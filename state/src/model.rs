// Copyright 2024 The Hierarchy Tree contributors.
// Licensed under the Apache License, Version 2.0 (found in
// the LICENSE-APACHE file) or the MIT license (found in
// the LICENSE-MIT file), at your option.

//! The tree model (C1): an immutable, invariant-protected snapshot of nodes,
//! parent→children links, and per-node flags.

use std::sync::Arc;

use immutable_chunkmap::map::Map;
use tree_core::{HierarchyLimit, HierarchyNode, InfoNodeKind, InstanceFilter, NodeId, TreeError};

/// A key into [`TreeModel`]'s maps: either the root sentinel (`⊥` in the
/// specification) or a concrete node id.
#[derive(Clone, Debug, PartialEq, Eq, PartialOrd, Ord, Hash)]
pub enum NodeRef {
    Root,
    Id(NodeId),
}

impl NodeRef {
    pub fn id(&self) -> Option<&NodeId> {
        match self {
            Self::Root => None,
            Self::Id(id) => Some(id),
        }
    }
}

impl From<NodeId> for NodeRef {
    fn from(id: NodeId) -> Self {
        Self::Id(id)
    }
}

/// A hierarchy node as tracked by the model, with the engine-owned flags
/// layered on top of the provider's [`HierarchyNode`].
#[derive(Clone, Debug)]
pub struct HierarchyModelNode {
    pub id: NodeId,
    pub node_data: Arc<HierarchyNode>,
    pub label: Box<str>,
    pub has_children: bool,
    pub is_expanded: bool,
    pub is_selected: bool,
    pub is_loading: bool,
    pub hierarchy_limit: Option<HierarchyLimit>,
    pub instance_filter: Option<InstanceFilter>,
    pub error: Option<TreeError>,
}

/// A non-hierarchy child node representing an error, limit, or empty-filter
/// state (invariant 6: an info node never has children).
#[derive(Clone, Debug)]
pub struct InfoModelNode {
    pub id: NodeId,
    pub parent_id: NodeRef,
    pub kind: InfoNodeKind,
}

#[derive(Clone, Debug)]
pub enum ModelNode {
    Hierarchy(HierarchyModelNode),
    Info(InfoModelNode),
}

impl ModelNode {
    pub fn id(&self) -> &NodeId {
        match self {
            Self::Hierarchy(n) => &n.id,
            Self::Info(n) => &n.id,
        }
    }

    pub fn as_hierarchy(&self) -> Option<&HierarchyModelNode> {
        match self {
            Self::Hierarchy(n) => Some(n),
            Self::Info(_) => None,
        }
    }

    pub fn as_hierarchy_mut(&mut self) -> Option<&mut HierarchyModelNode> {
        match self {
            Self::Hierarchy(n) => Some(n),
            Self::Info(_) => None,
        }
    }
}

/// The sentinel root. Unlike every other node it has no `nodeData` and owns
/// the root-level limit/filter/loading/error state directly.
#[derive(Clone, Debug, Default)]
pub struct RootState {
    pub hierarchy_limit: Option<HierarchyLimit>,
    pub instance_filter: Option<InstanceFilter>,
    pub is_loading: bool,
    pub error: Option<TreeError>,
}

/// What [`TreeModel::expand_node`] tells the caller to do next.
#[derive(Clone, Copy, Debug, PartialEq, Eq)]
pub enum ExpandEffect {
    None,
    LoadChildren,
    ReloadChildren,
}

/// One loaded tree part: the atomic unit reduced into the model by
/// [`TreeModel::add_hierarchy_part`].
#[derive(Clone, Debug, Default)]
pub struct TreePart {
    /// Flattened nodes for the whole part, keyed by the `NodeRef` they are
    /// children of, in provider emission order (invariant 7).
    pub children_by_parent: Vec<(NodeRef, Vec<ModelNode>)>,
}

/// Immutable, invariant-protected snapshot of the tree (C1).
///
/// `id_to_node` and `parent_child_map` are backed by a persistent ordered
/// map, so every mutating method takes `self` by value and returns a new
/// snapshot that shares unchanged substructure with the one it was built
/// from (§9: "every mutation returns a new snapshot, unchanged substructure
/// is shared").
#[derive(Clone)]
pub struct TreeModel {
    pub root: RootState,
    id_to_node: Map<NodeId, ModelNode>,
    parent_child_map: Map<NodeRef, Vec<NodeId>>,
}

impl Default for TreeModel {
    fn default() -> Self {
        Self {
            root: RootState::default(),
            id_to_node: Map::new(),
            parent_child_map: Map::new(),
        }
    }
}

impl TreeModel {
    pub fn new() -> Self {
        Self::default()
    }

    pub fn get_node(&self, id: &NodeId) -> Option<&ModelNode> {
        self.id_to_node.get(id)
    }

    pub fn is_node_selected(&self, id: &NodeId) -> bool {
        matches!(
            self.get_node(id).and_then(ModelNode::as_hierarchy),
            Some(n) if n.is_selected
        )
    }

    pub fn children_known(&self, target: &NodeRef) -> bool {
        self.parent_child_map.get(target).is_some()
    }

    pub fn children_of(&self, target: &NodeRef) -> &[NodeId] {
        self.parent_child_map
            .get(target)
            .map(Vec::as_slice)
            .unwrap_or(&[])
    }

    fn set_node(&mut self, node: ModelNode) {
        let id = node.id().clone();
        self.id_to_node = self.id_to_node.insert(id, node).0;
    }

    fn set_children(&mut self, target: NodeRef, ids: Vec<NodeId>) {
        self.parent_child_map = self.parent_child_map.insert(target, ids).0;
    }

    fn unset_children(&mut self, target: &NodeRef) {
        self.parent_child_map = self.parent_child_map.remove(target).0;
    }

    /// §4.1 `expandNode`. No-op if `id` is unknown.
    pub fn expand_node(&mut self, id: &NodeId, expanded: bool) -> ExpandEffect {
        let Some(node) = self
            .id_to_node
            .get(id)
            .and_then(ModelNode::as_hierarchy)
            .cloned()
        else {
            return ExpandEffect::None;
        };

        if !expanded {
            let mut updated = node;
            updated.is_expanded = false;
            self.set_node(ModelNode::Hierarchy(updated));
            return ExpandEffect::None;
        }

        let had_children_load_error = matches!(node.error, Some(TreeError::ChildrenLoad { .. }));
        if had_children_load_error {
            self.remove_sub_tree(&NodeRef::Id(id.clone()));
            let mut updated = node;
            updated.is_expanded = true;
            updated.is_loading = true;
            updated.error = None;
            self.set_node(ModelNode::Hierarchy(updated));
            return ExpandEffect::ReloadChildren;
        }

        if !self.children_known(&NodeRef::Id(id.clone())) {
            let mut updated = node;
            updated.is_expanded = true;
            updated.is_loading = true;
            self.set_node(ModelNode::Hierarchy(updated));
            return ExpandEffect::LoadChildren;
        }

        let mut updated = node;
        updated.is_expanded = true;
        self.set_node(ModelNode::Hierarchy(updated));
        ExpandEffect::None
    }

    /// §4.1 `addHierarchyPart`. Replaces the subtree under `parent` with
    /// `part` atomically (invariant 5), clears `parent`'s error (§7), and
    /// clears its `isLoading` flag.
    pub fn add_hierarchy_part(&mut self, parent: NodeRef, part: TreePart) {
        self.remove_sub_tree(&parent);

        for (owner, children) in &part.children_by_parent {
            let ids = children.iter().map(|n| n.id().clone()).collect();
            for child in children {
                self.set_node(child.clone());
            }
            self.set_children(owner.clone(), ids);
        }

        match &parent {
            NodeRef::Root => {
                self.root.is_loading = false;
                self.root.error = None;
            }
            NodeRef::Id(id) => {
                if let Some(node) = self.id_to_node.get(id).and_then(ModelNode::as_hierarchy) {
                    let mut updated = node.clone();
                    updated.is_loading = false;
                    updated.error = None;
                    self.set_node(ModelNode::Hierarchy(updated));
                }
            }
        }
    }

    /// §4.1 `removeSubTree`. Recursively deletes descendants; leaves
    /// `parent` itself intact (it may not even exist, e.g. the root).
    pub fn remove_sub_tree(&mut self, parent: &NodeRef) {
        let Some(children) = self.parent_child_map.get(parent).cloned() else {
            return;
        };
        self.unset_children(parent);
        for child_id in children {
            self.remove_sub_tree(&NodeRef::Id(child_id.clone()));
            self.id_to_node = self.id_to_node.remove(&child_id).0;
        }
    }

    /// §4.1 `setHierarchyLimit`. Returns *should-reload*.
    pub fn set_hierarchy_limit(&mut self, target: &NodeRef, limit: HierarchyLimit) -> bool {
        let is_expanded = match target {
            NodeRef::Root => {
                self.root.hierarchy_limit = Some(limit);
                true
            }
            NodeRef::Id(id) => {
                let Some(node) = self.id_to_node.get(id).and_then(ModelNode::as_hierarchy) else {
                    return false;
                };
                let mut updated = node.clone();
                updated.hierarchy_limit = Some(limit);
                let is_expanded = updated.is_expanded;
                self.set_node(ModelNode::Hierarchy(updated));
                is_expanded
            }
        };
        self.remove_sub_tree(target);
        is_expanded || matches!(target, NodeRef::Root)
    }

    /// §4.1 `setInstanceFilter`. Returns *should-reload*. Forces
    /// `isExpanded = true` for non-root targets.
    pub fn set_instance_filter(&mut self, target: &NodeRef, filter: InstanceFilter) -> bool {
        match target {
            NodeRef::Root => {
                self.root.instance_filter = Some(filter);
            }
            NodeRef::Id(id) => {
                let Some(node) = self.id_to_node.get(id).and_then(ModelNode::as_hierarchy) else {
                    return false;
                };
                let mut updated = node.clone();
                updated.instance_filter = Some(filter);
                updated.is_expanded = true;
                self.set_node(ModelNode::Hierarchy(updated));
            }
        }
        self.remove_sub_tree(target);
        true
    }

    /// Sets (or clears) the node/root-level `isLoading` flag, without
    /// touching children. Used when starting a reload, before the new part
    /// has arrived.
    pub fn set_loading(&mut self, target: &NodeRef, loading: bool) {
        match target {
            NodeRef::Root => self.root.is_loading = loading,
            NodeRef::Id(id) => {
                if let Some(node) = self.id_to_node.get(id).and_then(ModelNode::as_hierarchy) {
                    let mut updated = node.clone();
                    updated.is_loading = loading;
                    self.set_node(ModelNode::Hierarchy(updated));
                }
            }
        }
    }

    /// Records (or clears) the node/root-level error after a load, without
    /// touching any existing children. Distinct from [`Self::add_hierarchy_part`],
    /// which replaces a subtree atomically and always clears the error — this
    /// is for the failure path, where no new part was loaded.
    pub fn set_error(&mut self, target: &NodeRef, error: Option<TreeError>) {
        match target {
            NodeRef::Root => self.root.error = error,
            NodeRef::Id(id) => {
                if let Some(node) = self.id_to_node.get(id).and_then(ModelNode::as_hierarchy) {
                    let mut updated = node.clone();
                    updated.error = error;
                    self.set_node(ModelNode::Hierarchy(updated));
                }
            }
        }
    }

    /// §4.1 `selectNodes`.
    pub fn select_nodes(&mut self, ids: &[NodeId], change: SelectionChangeType) {
        match change {
            SelectionChangeType::Replace => {
                let all_ids: Vec<NodeId> = self
                    .id_to_node
                    .iter()
                    .filter_map(|(id, node)| node.as_hierarchy().map(|_| id.clone()))
                    .collect();
                for id in all_ids {
                    if let Some(node) = self.id_to_node.get(&id).and_then(ModelNode::as_hierarchy) {
                        let want = ids.contains(&id);
                        if node.is_selected != want {
                            let mut updated = node.clone();
                            updated.is_selected = want;
                            self.set_node(ModelNode::Hierarchy(updated));
                        }
                    }
                }
            }
            SelectionChangeType::Add | SelectionChangeType::Remove => {
                let selected = change == SelectionChangeType::Add;
                for id in ids {
                    if let Some(node) = self.id_to_node.get(id).and_then(ModelNode::as_hierarchy) {
                        if node.is_selected != selected {
                            let mut updated = node.clone();
                            updated.is_selected = selected;
                            self.set_node(ModelNode::Hierarchy(updated));
                        }
                    }
                }
            }
        }
    }

    /// Validates invariant 1 (no dangling ids). Intended for tests and debug
    /// assertions, not for production hot paths.
    pub fn validate(&self) {
        for (_, children) in self.parent_child_map.iter() {
            for child in children {
                if self.id_to_node.get(child).is_none() {
                    log::error!("invariant violation: dangling id {child:?} in parent_child_map");
                    panic!("dangling id {child:?} in parent_child_map");
                }
            }
        }
    }
}

/// §4.1 `selectNodes` change kind.
#[derive(Clone, Copy, Debug, PartialEq, Eq)]
pub enum SelectionChangeType {
    Add,
    Remove,
    Replace,
}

#### What you will do:
From the records above, state how many lines contain the word "impl", and leave out everything else.

#### Exercise answer:
5